_RECORD EXCERPTS_:
------

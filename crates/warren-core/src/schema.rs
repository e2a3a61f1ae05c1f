//! 容器模式定义与合并
//!
//! `ContainerSchema` 描述一个容器的加载器列表和各服务的配置。
//! 合并规则：加载器按名称取并集（覆盖方优先），配置在服务名层面
//! 做浅层缺省填充（基底方优先）。

use crate::loader::ServiceLoader;
use serde_json::{Map, Value};
use std::collections::HashMap;
use std::sync::Arc;

/// 服务配置对象
///
/// 以 JSON 对象承载任意配置数据
pub type ConfigMap = Map<String, Value>;

/// 容器模式
///
/// 一个容器的加载器列表与各服务的配置条目
#[derive(Clone, Default)]
pub struct ContainerSchema {
    /// 服务加载器列表，按名称去重
    pub loaders: Vec<Arc<ServiceLoader>>,
    /// 服务名 -> 配置对象
    pub config: HashMap<String, ConfigMap>,
}

impl ContainerSchema {
    /// 创建空模式
    pub fn new() -> Self {
        Self::default()
    }

    /// 添加加载器
    pub fn with_loader(mut self, loader: Arc<ServiceLoader>) -> Self {
        self.loaders.push(loader);
        self
    }

    /// 添加服务配置条目
    ///
    /// 非对象的 JSON 值会被忽略
    pub fn with_config(mut self, service: impl Into<String>, config: Value) -> Self {
        if let Value::Object(map) = config {
            self.config.insert(service.into(), map);
        }
        self
    }

    /// 按名称查找加载器
    pub fn find_loader(&self, name: &str) -> Option<&Arc<ServiceLoader>> {
        self.loaders.iter().find(|loader| loader.name() == name)
    }
}

impl std::fmt::Debug for ContainerSchema {
    fn fmt(&self, f: &mut std::fmt::Formatter<'_>) -> std::fmt::Result {
        f.debug_struct("ContainerSchema")
            .field(
                "loaders",
                &self
                    .loaders
                    .iter()
                    .map(|loader| loader.name().to_string())
                    .collect::<Vec<_>>(),
            )
            .field("config", &self.config)
            .finish()
    }
}

/// 合并两个容器模式
///
/// 纯函数，不修改输入。加载器列表按名称取并集，覆盖方定义优先，
/// 顺序为覆盖方列表在前、基底方剩余条目在后。配置在服务名层面做
/// 缺省填充：基底方已定义的服务条目保持不变，覆盖方只补充缺失的
/// 服务条目。该方向保证祖先模式的显式设置优先于新引入模式的默认值。
pub fn merge(base: &ContainerSchema, overlay: &ContainerSchema) -> ContainerSchema {
    let mut merged = ContainerSchema::new();

    // 加载器并集：覆盖方优先
    for loader in &overlay.loaders {
        merged.loaders.push(Arc::clone(loader));
    }
    for loader in &base.loaders {
        if merged.find_loader(loader.name()).is_none() {
            merged.loaders.push(Arc::clone(loader));
        }
    }

    // 配置缺省填充：基底方优先
    merged.config = base.config.clone();
    for (service, config) in &overlay.config {
        merged
            .config
            .entry(service.clone())
            .or_insert_with(|| config.clone());
    }

    merged
}

/// 深层缺省填充合并
///
/// 将 `source` 中的键递归填充进 `target` 的空缺处：`target` 已有的
/// 标量键保持不变，双方都是对象的键递归合并，其余缺失键整体克隆。
pub fn defaults_deep(target: &mut ConfigMap, source: &ConfigMap) {
    for (key, source_value) in source {
        match target.get_mut(key) {
            None => {
                target.insert(key.clone(), source_value.clone());
            }
            Some(Value::Object(target_map)) => {
                if let Value::Object(source_map) = source_value {
                    defaults_deep(target_map, source_map);
                }
            }
            Some(_) => {}
        }
    }
}
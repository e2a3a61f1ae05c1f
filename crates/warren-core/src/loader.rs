//! 服务加载器定义
//!
//! 加载器是外部提供的服务描述符：声明服务名称、配置默认值、
//! 依赖列表和创建能力。描述符是不可变模板，通过 `Arc` 在多个
//! 模式与容器之间共享；每次解析时合并后的配置以快照形式传给
//! 工厂函数，不会写回描述符本身。

use crate::errors::BoxError;
use crate::provider::ServiceProvider;
use crate::schema::ConfigMap;
use crate::service::ServiceInstance;
use async_trait::async_trait;
use futures::future::BoxFuture;
use serde::Deserialize;
use serde_json::Value;
use std::collections::HashMap;
use std::future::Future;
use std::sync::Arc;

/// 默认创建能力的名称
pub const CREATE_CAPABILITY: &str = "create";

/// 分叉能力的名称
pub const FORK_CAPABILITY: &str = "fork";

/// 传递给工厂函数的解析上下文
///
/// 取代直接传递可变容器：携带容器查找句柄、服务名称和合并后的
/// 配置快照
#[derive(Clone)]
pub struct ServiceContext {
    container: Arc<dyn ServiceProvider>,
    service_name: String,
    config: ConfigMap,
}

impl ServiceContext {
    /// 创建新的解析上下文
    pub fn new(
        container: Arc<dyn ServiceProvider>,
        service_name: impl Into<String>,
        config: ConfigMap,
    ) -> Self {
        Self {
            container,
            service_name: service_name.into(),
            config,
        }
    }

    /// 所属容器的查找句柄
    pub fn container(&self) -> &Arc<dyn ServiceProvider> {
        &self.container
    }

    /// 正在解析的服务名称
    pub fn service_name(&self) -> &str {
        &self.service_name
    }

    /// 合并后的配置快照
    pub fn config(&self) -> &ConfigMap {
        &self.config
    }

    /// 获取单个配置项
    pub fn config_value(&self, key: &str) -> Option<&Value> {
        self.config.get(key)
    }

    /// 将配置快照绑定到具体类型
    pub fn bind_config<T>(&self) -> Result<T, BoxError>
    where
        T: for<'de> Deserialize<'de>,
    {
        serde_json::from_value(Value::Object(self.config.clone())).map_err(Into::into)
    }
}

impl std::fmt::Debug for ServiceContext {
    fn fmt(&self, f: &mut std::fmt::Formatter<'_>) -> std::fmt::Result {
        f.debug_struct("ServiceContext")
            .field("container", &self.container.container_name())
            .field("service_name", &self.service_name)
            .field("config", &self.config)
            .finish()
    }
}

/// 创建能力的返回值类型
pub type FactoryOutcome = Result<Option<ServiceInstance>, BoxError>;

/// 创建能力的装箱异步返回值
pub type FactoryFuture = BoxFuture<'static, FactoryOutcome>;

/// 服务工厂 trait
///
/// 加载器的创建能力。返回 `Ok(None)` 表示服务解析完成但刻意为空，
/// 会被归一化为容器服务表中的显式空值条目
#[async_trait]
pub trait ServiceFactory: Send + Sync {
    /// 创建服务实例
    async fn invoke(&self, ctx: ServiceContext) -> FactoryOutcome;
}

/// Lambda 工厂包装器
///
/// 将返回装箱 future 的闭包包装为 [`ServiceFactory`]；
/// 普通异步闭包经由 [`ServiceLoaderBuilder`] 的能力方法自动装箱
pub struct LambdaFactory<F> {
    factory_fn: F,
}

impl<F> LambdaFactory<F> {
    /// 包装闭包
    pub fn new(factory_fn: F) -> Self {
        Self { factory_fn }
    }
}

#[async_trait]
impl<F> ServiceFactory for LambdaFactory<F>
where
    F: Fn(ServiceContext) -> FactoryFuture + Send + Sync,
{
    async fn invoke(&self, ctx: ServiceContext) -> FactoryOutcome {
        (self.factory_fn)(ctx).await
    }
}

/// 将普通异步闭包包装为共享的工厂对象
fn lambda<F, Fut>(factory_fn: F) -> Arc<dyn ServiceFactory>
where
    F: Fn(ServiceContext) -> Fut + Send + Sync + 'static,
    Fut: Future<Output = FactoryOutcome> + Send + 'static,
{
    Arc::new(LambdaFactory::new(
        move |ctx: ServiceContext| -> FactoryFuture { Box::pin(factory_fn(ctx)) },
    ))
}

/// 依赖声明
///
/// 加载器可以不声明依赖、声明单个依赖名，或声明有序依赖列表
#[derive(Debug, Clone, Default, PartialEq, Eq)]
pub enum Requires {
    /// 无依赖
    #[default]
    None,
    /// 单个依赖
    One(String),
    /// 有序依赖列表
    Many(Vec<String>),
}

impl Requires {
    /// 归一化为有序依赖名切片
    pub fn as_slice(&self) -> &[String] {
        match self {
            Self::None => &[],
            Self::One(name) => std::slice::from_ref(name),
            Self::Many(names) => names,
        }
    }

    /// 是否声明了依赖
    pub fn is_empty(&self) -> bool {
        self.as_slice().is_empty()
    }
}

impl From<&str> for Requires {
    fn from(name: &str) -> Self {
        Self::One(name.to_string())
    }
}

impl From<String> for Requires {
    fn from(name: String) -> Self {
        Self::One(name)
    }
}

impl From<Vec<String>> for Requires {
    fn from(names: Vec<String>) -> Self {
        Self::Many(names)
    }
}

impl From<Vec<&str>> for Requires {
    fn from(names: Vec<&str>) -> Self {
        Self::Many(names.into_iter().map(str::to_string).collect())
    }
}

/// 分叉行为声明
///
/// 描述在分叉容器中加载此服务时使用的创建策略
#[derive(Debug, Clone, Default, PartialEq, Eq)]
pub enum ForkBehavior {
    /// 未声明：父容器已解析该服务时复用其实例，否则调用 `create`
    #[default]
    Inherit,
    /// 强制调用 `create`
    Create,
    /// 跳过创建，服务保持未设置状态
    Skip,
    /// 调用指定名称的能力
    Capability(String),
}

/// 服务加载器描述符
///
/// 通过 [`ServiceLoader::builder`] 构建；构建后不可变
pub struct ServiceLoader {
    name: String,
    config: ConfigMap,
    requires: Requires,
    capabilities: HashMap<String, Arc<dyn ServiceFactory>>,
    fork: ForkBehavior,
}

impl ServiceLoader {
    /// 创建加载器构建器
    pub fn builder(name: impl Into<String>) -> ServiceLoaderBuilder {
        ServiceLoaderBuilder::new(name)
    }

    /// 加载器名称（即服务名称）
    pub fn name(&self) -> &str {
        &self.name
    }

    /// 加载器声明的配置默认值
    pub fn config(&self) -> &ConfigMap {
        &self.config
    }

    /// 依赖声明
    pub fn requires(&self) -> &Requires {
        &self.requires
    }

    /// 分叉行为
    pub fn fork(&self) -> &ForkBehavior {
        &self.fork
    }

    /// 按名称获取创建能力
    pub fn capability(&self, name: &str) -> Option<&Arc<dyn ServiceFactory>> {
        self.capabilities.get(name)
    }

    /// 是否声明了指定能力
    pub fn has_capability(&self, name: &str) -> bool {
        self.capabilities.contains_key(name)
    }
}

impl std::fmt::Debug for ServiceLoader {
    fn fmt(&self, f: &mut std::fmt::Formatter<'_>) -> std::fmt::Result {
        f.debug_struct("ServiceLoader")
            .field("name", &self.name)
            .field("config", &self.config)
            .field("requires", &self.requires)
            .field(
                "capabilities",
                &self.capabilities.keys().collect::<Vec<_>>(),
            )
            .field("fork", &self.fork)
            .finish()
    }
}

/// 服务加载器构建器
pub struct ServiceLoaderBuilder {
    name: String,
    config: ConfigMap,
    requires: Requires,
    capabilities: HashMap<String, Arc<dyn ServiceFactory>>,
    fork: ForkBehavior,
}

impl ServiceLoaderBuilder {
    /// 创建新的构建器
    pub fn new(name: impl Into<String>) -> Self {
        Self {
            name: name.into(),
            config: ConfigMap::new(),
            requires: Requires::None,
            capabilities: HashMap::new(),
            fork: ForkBehavior::Inherit,
        }
    }

    /// 设置配置默认值
    ///
    /// 非对象的 JSON 值会被忽略
    pub fn config(mut self, config: Value) -> Self {
        if let Value::Object(map) = config {
            self.config = map;
        }
        self
    }

    /// 声明依赖
    pub fn requires(mut self, requires: impl Into<Requires>) -> Self {
        self.requires = requires.into();
        self
    }

    /// 设置 `create` 能力
    pub fn create<F, Fut>(self, factory_fn: F) -> Self
    where
        F: Fn(ServiceContext) -> Fut + Send + Sync + 'static,
        Fut: Future<Output = FactoryOutcome> + Send + 'static,
    {
        self.capability(CREATE_CAPABILITY, factory_fn)
    }

    /// 声明分叉处理函数
    ///
    /// 等价于设置名为 `fork` 的能力并在分叉模式下调用它
    pub fn fork_handler<F, Fut>(mut self, factory_fn: F) -> Self
    where
        F: Fn(ServiceContext) -> Fut + Send + Sync + 'static,
        Fut: Future<Output = FactoryOutcome> + Send + 'static,
    {
        self.fork = ForkBehavior::Capability(FORK_CAPABILITY.to_string());
        self.capability(FORK_CAPABILITY, factory_fn)
    }

    /// 分叉时强制调用 `create`
    pub fn fork_create(mut self) -> Self {
        self.fork = ForkBehavior::Create;
        self
    }

    /// 分叉时跳过创建
    pub fn fork_skip(mut self) -> Self {
        self.fork = ForkBehavior::Skip;
        self
    }

    /// 分叉时调用指定名称的能力
    pub fn fork_capability(mut self, name: impl Into<String>) -> Self {
        self.fork = ForkBehavior::Capability(name.into());
        self
    }

    /// 声明命名能力
    pub fn capability<F, Fut>(mut self, name: impl Into<String>, factory_fn: F) -> Self
    where
        F: Fn(ServiceContext) -> Fut + Send + Sync + 'static,
        Fut: Future<Output = FactoryOutcome> + Send + 'static,
    {
        self.capabilities.insert(name.into(), lambda(factory_fn));
        self
    }

    /// 完成构建
    ///
    /// `create` 能力的存在性在解析时检查，而不是在这里
    pub fn build(self) -> Arc<ServiceLoader> {
        Arc::new(ServiceLoader {
            name: self.name,
            config: self.config,
            requires: self.requires,
            capabilities: self.capabilities,
            fork: self.fork,
        })
    }
}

------

_ACTION ITEM_:
Could you transcribe the entries exactly, from the first line through the line containing "self.loaders.push(loader);", and give nothing more?

_REPLY_:
filename crates/warren-core/src/schema.rs
repository e2a3a61f1ae05c1f
//! 容器模式定义与合并
//!
//! `ContainerSchema` 描述一个容器的加载器列表和各服务的配置。
//! 合并规则：加载器按名称取并集（覆盖方优先），配置在服务名层面
//! 做浅层缺省填充（基底方优先）。

use crate::loader::ServiceLoader;
use serde_json::{Map, Value};
use std::collections::HashMap;
use std::sync::Arc;

/// 服务配置对象
///
/// 以 JSON 对象承载任意配置数据
pub type ConfigMap = Map<String, Value>;

/// 容器模式
///
/// 一个容器的加载器列表与各服务的配置条目
#[derive(Clone, Default)]
pub struct ContainerSchema {
    /// 服务加载器列表，按名称去重
    pub loaders: Vec<Arc<ServiceLoader>>,
    /// 服务名 -> 配置对象
    pub config: HashMap<String, ConfigMap>,
}

impl ContainerSchema {
    /// 创建空模式
    pub fn new() -> Self {
        Self::default()
    }

    /// 添加加载器
    pub fn with_loader(mut self, loader: Arc<ServiceLoader>) -> Self {
        self.loaders.push(loader);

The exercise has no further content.